Available records:
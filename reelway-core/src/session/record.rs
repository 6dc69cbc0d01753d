//! Session record and its state machine.

use std::path::PathBuf;

use chrono::{DateTime, Utc};
use serde::Serialize;
use tracing::warn;
use uuid::Uuid;

use super::engine::EngineEvent;
use super::magnet::{InfoHash, MagnetLink};

/// Lifecycle of a download session.
///
/// `Starting → MetadataReceived → Downloading → Ready`, with `Error`
/// reachable from every non-terminal state and `Stopped` from every state.
/// Engines may skip straight from `Starting` to `Ready`.
#[derive(Debug, Clone, Copy, PartialEq, Eq, Serialize)]
pub enum SessionState {
    Starting,
    MetadataReceived,
    Downloading,
    Ready,
    Error,
    Stopped,
}

impl SessionState {
    /// True while the engine is working on the session.
    pub fn is_active(self) -> bool {
        matches!(
            self,
            Self::Starting | Self::MetadataReceived | Self::Downloading | Self::Ready
        )
    }

    /// True once no further engine event can change the session.
    pub fn is_terminal(self) -> bool {
        matches!(self, Self::Error | Self::Stopped)
    }

    /// State after consuming `event`.
    pub fn advance(self, event: &EngineEvent) -> Self {
        if self.is_terminal() {
            return self;
        }
        match (self, event) {
            (_, EngineEvent::Error { .. }) => Self::Error,
            (_, EngineEvent::Ready { .. }) => Self::Ready,
            (Self::Starting, EngineEvent::MetadataReceived { .. }) => Self::MetadataReceived,
            (Self::MetadataReceived, EngineEvent::Progress { .. }) => Self::Downloading,
            (state, _) => state,
        }
    }
}

impl std::fmt::Display for SessionState {
    fn fmt(&self, f: &mut std::fmt::Formatter<'_>) -> std::fmt::Result {
        let name = match self {
            Self::Starting => "starting",
            Self::MetadataReceived => "metadata-received",
            Self::Downloading => "downloading",
            Self::Ready => "ready",
            Self::Error => "error",
            Self::Stopped => "stopped",
        };
        f.write_str(name)
    }
}

/// The media file a session is downloading.
#[derive(Debug, Clone, PartialEq, Eq, Serialize)]
pub struct SessionFile {
    pub path: PathBuf,
    /// Final size from metadata; never changes once known
    pub total_size_bytes: u64,
    /// Bytes from offset 0 that are on disk without gaps
    pub contiguous_available_bytes: u64,
}

impl SessionFile {
    pub fn is_complete(&self) -> bool {
        self.contiguous_available_bytes == self.total_size_bytes
    }
}

/// Snapshot of the one live download session.
#[derive(Debug, Clone, PartialEq, Serialize)]
pub struct DownloadSession {
    pub id: Uuid,
    pub magnet: String,
    pub info_hash: InfoHash,
    pub display_name: Option<String>,
    pub save_dir: PathBuf,
    pub state: SessionState,
    /// Clamped to `[0, 100]`, never decreases
    pub progress_percent: f32,
    pub download_rate_bps: u64,
    pub file: Option<SessionFile>,
    pub started_at: DateTime<Utc>,
    pub last_error: Option<String>,
}

impl DownloadSession {
    pub(crate) fn new(magnet: &MagnetLink, save_root: &std::path::Path) -> Self {
        let id = Uuid::new_v4();
        Self {
            id,
            magnet: magnet.uri.clone(),
            info_hash: magnet.info_hash,
            display_name: magnet.display_name.clone(),
            save_dir: save_root.join(id.to_string()),
            state: SessionState::Starting,
            progress_percent: 0.0,
            download_rate_bps: 0,
            file: None,
            started_at: Utc::now(),
            last_error: None,
        }
    }

    /// Contiguous bytes available, zero while the file is unknown.
    pub fn contiguous_available_bytes(&self) -> u64 {
        self.file
            .as_ref()
            .map_or(0, |file| file.contiguous_available_bytes)
    }

    /// Final file size if metadata has arrived.
    pub fn total_size_bytes(&self) -> Option<u64> {
        self.file.as_ref().map(|file| file.total_size_bytes)
    }

    /// Folds one engine event into the record.
    ///
    /// Events for a terminal session are ignored. Progress and availability
    /// only ever move forward.
    pub(crate) fn apply(&mut self, event: &EngineEvent) {
        if self.state.is_terminal() {
            return;
        }

        match event {
            EngineEvent::MetadataReceived {
                file_path,
                total_size,
            }
            | EngineEvent::Ready {
                file_path,
                total_size,
            } => self.learn_file(file_path, *total_size),
            EngineEvent::Progress {
                percent,
                download_rate_bps,
                contiguous_bytes,
            } => self.record_progress(*percent, *download_rate_bps, *contiguous_bytes),
            EngineEvent::Error { reason } => self.last_error = Some(reason.clone()),
        }

        self.state = self.state.advance(event);
    }

    /// Marks the session stopped and forgets the deleted file.
    pub(crate) fn mark_stopped(&mut self) {
        self.state = SessionState::Stopped;
        self.file = None;
        self.download_rate_bps = 0;
    }

    /// Marks the session failed outside of the event stream (e.g. start failure).
    pub(crate) fn mark_failed(&mut self, reason: String) {
        self.state = SessionState::Error;
        self.last_error = Some(reason);
    }

    fn learn_file(&mut self, path: &std::path::Path, total_size: u64) {
        match &self.file {
            None => {
                self.file = Some(SessionFile {
                    path: path.to_path_buf(),
                    total_size_bytes: total_size,
                    contiguous_available_bytes: 0,
                });
            }
            Some(file) if file.total_size_bytes != total_size || file.path != path => {
                warn!(
                    "Session {} ignoring changed file description {} ({} bytes), keeping {} ({} bytes)",
                    self.id,
                    path.display(),
                    total_size,
                    file.path.display(),
                    file.total_size_bytes
                );
            }
            Some(_) => {}
        }
    }

    fn record_progress(&mut self, percent: f32, download_rate_bps: u64, contiguous_bytes: u64) {
        if percent.is_finite() {
            self.progress_percent = self.progress_percent.max(percent.clamp(0.0, 100.0));
        }
        self.download_rate_bps = download_rate_bps;

        if let Some(file) = self.file.as_mut() {
            let capped = contiguous_bytes.min(file.total_size_bytes);
            file.contiguous_available_bytes = file.contiguous_available_bytes.max(capped);
        }
    }
}

#[cfg(test)]
mod tests {
    use super::*;

    fn session() -> DownloadSession {
        let magnet =
            MagnetLink::parse("magnet:?xt=urn:btih:0123456789abcdef0123456789abcdef01234567")
                .unwrap();
        DownloadSession::new(&magnet, std::path::Path::new("/tmp/reelway-test"))
    }

    fn metadata(total_size: u64) -> EngineEvent {
        EngineEvent::MetadataReceived {
            file_path: PathBuf::from("/tmp/reelway-test/movie.mp4"),
            total_size,
        }
    }

    fn progress(percent: f32, contiguous_bytes: u64) -> EngineEvent {
        EngineEvent::Progress {
            percent,
            download_rate_bps: 1000,
            contiguous_bytes,
        }
    }

    #[test]
    fn test_happy_path_transitions() {
        let mut record = session();
        assert_eq!(record.state, SessionState::Starting);

        record.apply(&metadata(1000));
        assert_eq!(record.state, SessionState::MetadataReceived);

        record.apply(&progress(5.0, 50));
        assert_eq!(record.state, SessionState::Downloading);

        record.apply(&EngineEvent::Ready {
            file_path: PathBuf::from("/tmp/reelway-test/movie.mp4"),
            total_size: 1000,
        });
        assert_eq!(record.state, SessionState::Ready);

        record.apply(&progress(10.0, 100));
        assert_eq!(record.state, SessionState::Ready);
    }

    #[test]
    fn test_ready_accepted_directly_from_starting() {
        let mut record = session();
        record.apply(&EngineEvent::Ready {
            file_path: PathBuf::from("/tmp/reelway-test/movie.mp4"),
            total_size: 4096,
        });
        assert_eq!(record.state, SessionState::Ready);
        assert_eq!(record.total_size_bytes(), Some(4096));
    }

    #[test]
    fn test_progress_is_clamped_and_monotonic() {
        let mut record = session();
        record.apply(&metadata(1000));
        record.apply(&progress(40.0, 400));
        record.apply(&progress(20.0, 200));
        assert_eq!(record.progress_percent, 40.0);
        assert_eq!(record.contiguous_available_bytes(), 400);

        record.apply(&progress(250.0, 5000));
        assert_eq!(record.progress_percent, 100.0);
        assert_eq!(record.contiguous_available_bytes(), 1000);

        record.apply(&progress(f32::NAN, 0));
        assert_eq!(record.progress_percent, 100.0);
    }

    #[test]
    fn test_total_size_fixed_once_known() {
        let mut record = session();
        record.apply(&metadata(1000));
        record.apply(&metadata(2000));
        assert_eq!(record.total_size_bytes(), Some(1000));
    }

    #[test]
    fn test_error_is_terminal() {
        let mut record = session();
        record.apply(&metadata(1000));
        record.apply(&EngineEvent::Error {
            reason: "no peers".to_string(),
        });
        assert_eq!(record.state, SessionState::Error);
        assert_eq!(record.last_error.as_deref(), Some("no peers"));

        record.apply(&progress(50.0, 500));
        assert_eq!(record.state, SessionState::Error);
        assert_eq!(record.contiguous_available_bytes(), 0);
    }

    #[test]
    fn test_progress_before_metadata_keeps_starting() {
        let mut record = session();
        record.apply(&progress(3.0, 300));
        assert_eq!(record.state, SessionState::Starting);
        assert_eq!(record.progress_percent, 3.0);
        assert_eq!(record.contiguous_available_bytes(), 0);
    }

    #[test]
    fn test_stopped_clears_file() {
        let mut record = session();
        record.apply(&metadata(1000));
        record.mark_stopped();
        assert_eq!(record.state, SessionState::Stopped);
        assert!(record.file.is_none());
    }
}
pub mod connection;
pub mod job_role_repository;
#[cfg(test)]
pub mod memory;
pub mod migrations;
pub mod models;

pub use job_role_repository::PgJobRoleRepository;
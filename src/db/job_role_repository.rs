use async_trait::async_trait;
use sqlx::{Pool, Postgres};
use tracing::debug;

use crate::api::job_role::models::{JobRoleChanges, NewJobRole};
use crate::db::models::JobRole;

/// Column list shared across queries
const COLUMNS: &str = "id, title, description, created_at, updated_at";

/// Storage operations the job role service depends on
///
/// Implementations return raw storage errors; turning them into
/// caller-facing errors is left to the service.
#[async_trait]
pub trait JobRoleRepository: Send + Sync {
    /// List every job role ordered by id
    async fn find_all(&self) -> Result<Vec<JobRole>, sqlx::Error>;

    async fn find_by_id(&self, id: i64) -> Result<Option<JobRole>, sqlx::Error>;

    /// Insert a job role; id and both timestamps are assigned by the datastore
    async fn create(&self, new_job_role: &NewJobRole) -> Result<JobRole, sqlx::Error>;

    /// Apply the provided fields and refresh `updated_at`
    ///
    /// Returns `None` when no row matched `id`.
    async fn update(
        &self,
        id: i64,
        changes: &JobRoleChanges,
    ) -> Result<Option<JobRole>, sqlx::Error>;

    /// Returns `true` iff a row was removed
    async fn delete(&self, id: i64) -> Result<bool, sqlx::Error>;
}

/// PostgreSQL-backed repository for the `job_roles` table
pub struct PgJobRoleRepository {
    pool: Pool<Postgres>,
}

impl PgJobRoleRepository {
    pub fn new(pool: Pool<Postgres>) -> Self {
        Self { pool }
    }
}

#[async_trait]
impl JobRoleRepository for PgJobRoleRepository {
    async fn find_all(&self) -> Result<Vec<JobRole>, sqlx::Error> {
        let query = format!("SELECT {COLUMNS} FROM job_roles ORDER BY id ASC");
        let rows = sqlx::query_as::<_, JobRole>(&query)
            .fetch_all(&self.pool)
            .await?;

        debug!("Fetched {} job roles", rows.len());
        Ok(rows)
    }

    async fn find_by_id(&self, id: i64) -> Result<Option<JobRole>, sqlx::Error> {
        let query = format!("SELECT {COLUMNS} FROM job_roles WHERE id = $1");
        sqlx::query_as::<_, JobRole>(&query)
            .bind(id)
            .fetch_optional(&self.pool)
            .await
    }

    async fn create(&self, new_job_role: &NewJobRole) -> Result<JobRole, sqlx::Error> {
        debug!("Creating job role: title={}", new_job_role.title);

        let query = format!(
            "INSERT INTO job_roles (title, description) VALUES ($1, $2) RETURNING {COLUMNS}"
        );
        let row = sqlx::query_as::<_, JobRole>(&query)
            .bind(&new_job_role.title)
            .bind(&new_job_role.description)
            .fetch_one(&self.pool)
            .await?;

        debug!("Job role created with id={}", row.id);
        Ok(row)
    }

    async fn update(
        &self,
        id: i64,
        changes: &JobRoleChanges,
    ) -> Result<Option<JobRole>, sqlx::Error> {
        debug!("Updating job role id={}: {:?}", id, changes);

        // $3 tells whether description was provided at all, so an explicit
        // null can be told apart from an omitted field.
        let query = format!(
            "UPDATE job_roles \
             SET title = COALESCE($2, title), \
                 description = CASE WHEN $3 THEN $4 ELSE description END, \
                 updated_at = NOW() \
             WHERE id = $1 \
             RETURNING {COLUMNS}"
        );
        let title = changes.title.clone().flatten();
        let description = changes.description.clone().flatten();

        sqlx::query_as::<_, JobRole>(&query)
            .bind(id)
            .bind(title)
            .bind(changes.description.is_some())
            .bind(description)
            .fetch_optional(&self.pool)
            .await
    }

    async fn delete(&self, id: i64) -> Result<bool, sqlx::Error> {
        let result = sqlx::query("DELETE FROM job_roles WHERE id = $1")
            .bind(id)
            .execute(&self.pool)
            .await?;

        debug!("Delete job role id={}: {} rows affected", id, result.rows_affected());
        Ok(result.rows_affected() > 0)
    }
}

// These run against a real server: `#[sqlx::test]` creates a throwaway
// database from DATABASE_URL and applies ./migrations before each test.
#[cfg(test)]
mod tests {
    use super::*;
    use sqlx::PgPool;

    async fn seed(repository: &PgJobRoleRepository) -> JobRole {
        repository
            .create(&NewJobRole::new("Analyst", Some("Reads reports")))
            .await
            .unwrap()
    }

    #[sqlx::test]
    #[ignore = "requires DATABASE_URL"]
    async fn create_assigns_id_and_timestamps(pool: PgPool) {
        let repository = PgJobRoleRepository::new(pool);
        let created = seed(&repository).await;

        assert!(created.id > 0);
        assert_eq!(created.title, "Analyst");
        assert_eq!(created.description.as_deref(), Some("Reads reports"));
        assert_eq!(created.created_at, created.updated_at);

        let found = repository.find_by_id(created.id).await.unwrap();
        assert_eq!(found, Some(created));
    }

    #[sqlx::test]
    #[ignore = "requires DATABASE_URL"]
    async fn update_keeps_omitted_fields(pool: PgPool) {
        let repository = PgJobRoleRepository::new(pool);
        let created = seed(&repository).await;

        let updated = repository
            .update(created.id, &JobRoleChanges::title("Senior Analyst"))
            .await
            .unwrap()
            .unwrap();

        assert_eq!(updated.title, "Senior Analyst");
        assert_eq!(updated.description.as_deref(), Some("Reads reports"));
        assert!(updated.updated_at >= created.updated_at);
    }

    #[sqlx::test]
    #[ignore = "requires DATABASE_URL"]
    async fn update_stores_empty_and_clears_null_description(pool: PgPool) {
        let repository = PgJobRoleRepository::new(pool);
        let created = seed(&repository).await;

        let emptied = repository
            .update(created.id, &JobRoleChanges::description(Some("")))
            .await
            .unwrap()
            .unwrap();
        assert_eq!(emptied.title, "Analyst");
        assert_eq!(emptied.description.as_deref(), Some(""));

        let cleared = repository
            .update(created.id, &JobRoleChanges::description(None))
            .await
            .unwrap()
            .unwrap();
        assert_eq!(cleared.title, "Analyst");
        assert_eq!(cleared.description, None);
    }

    #[sqlx::test]
    #[ignore = "requires DATABASE_URL"]
    async fn update_of_missing_row_is_none(pool: PgPool) {
        let repository = PgJobRoleRepository::new(pool);

        let updated = repository
            .update(i64::from(i32::MAX) + 1, &JobRoleChanges::title("Ghost"))
            .await
            .unwrap();
        assert_eq!(updated, None);
    }

    #[sqlx::test]
    #[ignore = "requires DATABASE_URL"]
    async fn delete_reports_whether_a_row_was_removed(pool: PgPool) {
        let repository = PgJobRoleRepository::new(pool);
        let created = seed(&repository).await;
        repository.create(&NewJobRole::new("Designer", None)).await.unwrap();

        assert!(repository.delete(created.id).await.unwrap());
        assert!(!repository.delete(created.id).await.unwrap());
        assert_eq!(repository.find_by_id(created.id).await.unwrap(), None);

        let remaining = repository.find_all().await.unwrap();
        assert_eq!(remaining.len(), 1);
        assert_eq!(remaining[0].title, "Designer");
        assert_eq!(remaining[0].description, None);
    }
}
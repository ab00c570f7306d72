pub mod controller;
pub mod error;
pub mod handlers;
pub mod models;
pub mod service;

// Re-export commonly used types
pub use controller::JobRolesController;
pub use service::JobRolesService;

Exercise prompt:
Which lines above hold the string "COLUMNS"? Copy each of them.

Exercise solution:
const COLUMNS: &str = "id, title, description, created_at, updated_at";
        let query = format!("SELECT {COLUMNS} FROM job_roles ORDER BY id ASC");
        let query = format!("SELECT {COLUMNS} FROM job_roles WHERE id = $1");
            "INSERT INTO job_roles (title, description) VALUES ($1, $2) RETURNING {COLUMNS}"
             RETURNING {COLUMNS}"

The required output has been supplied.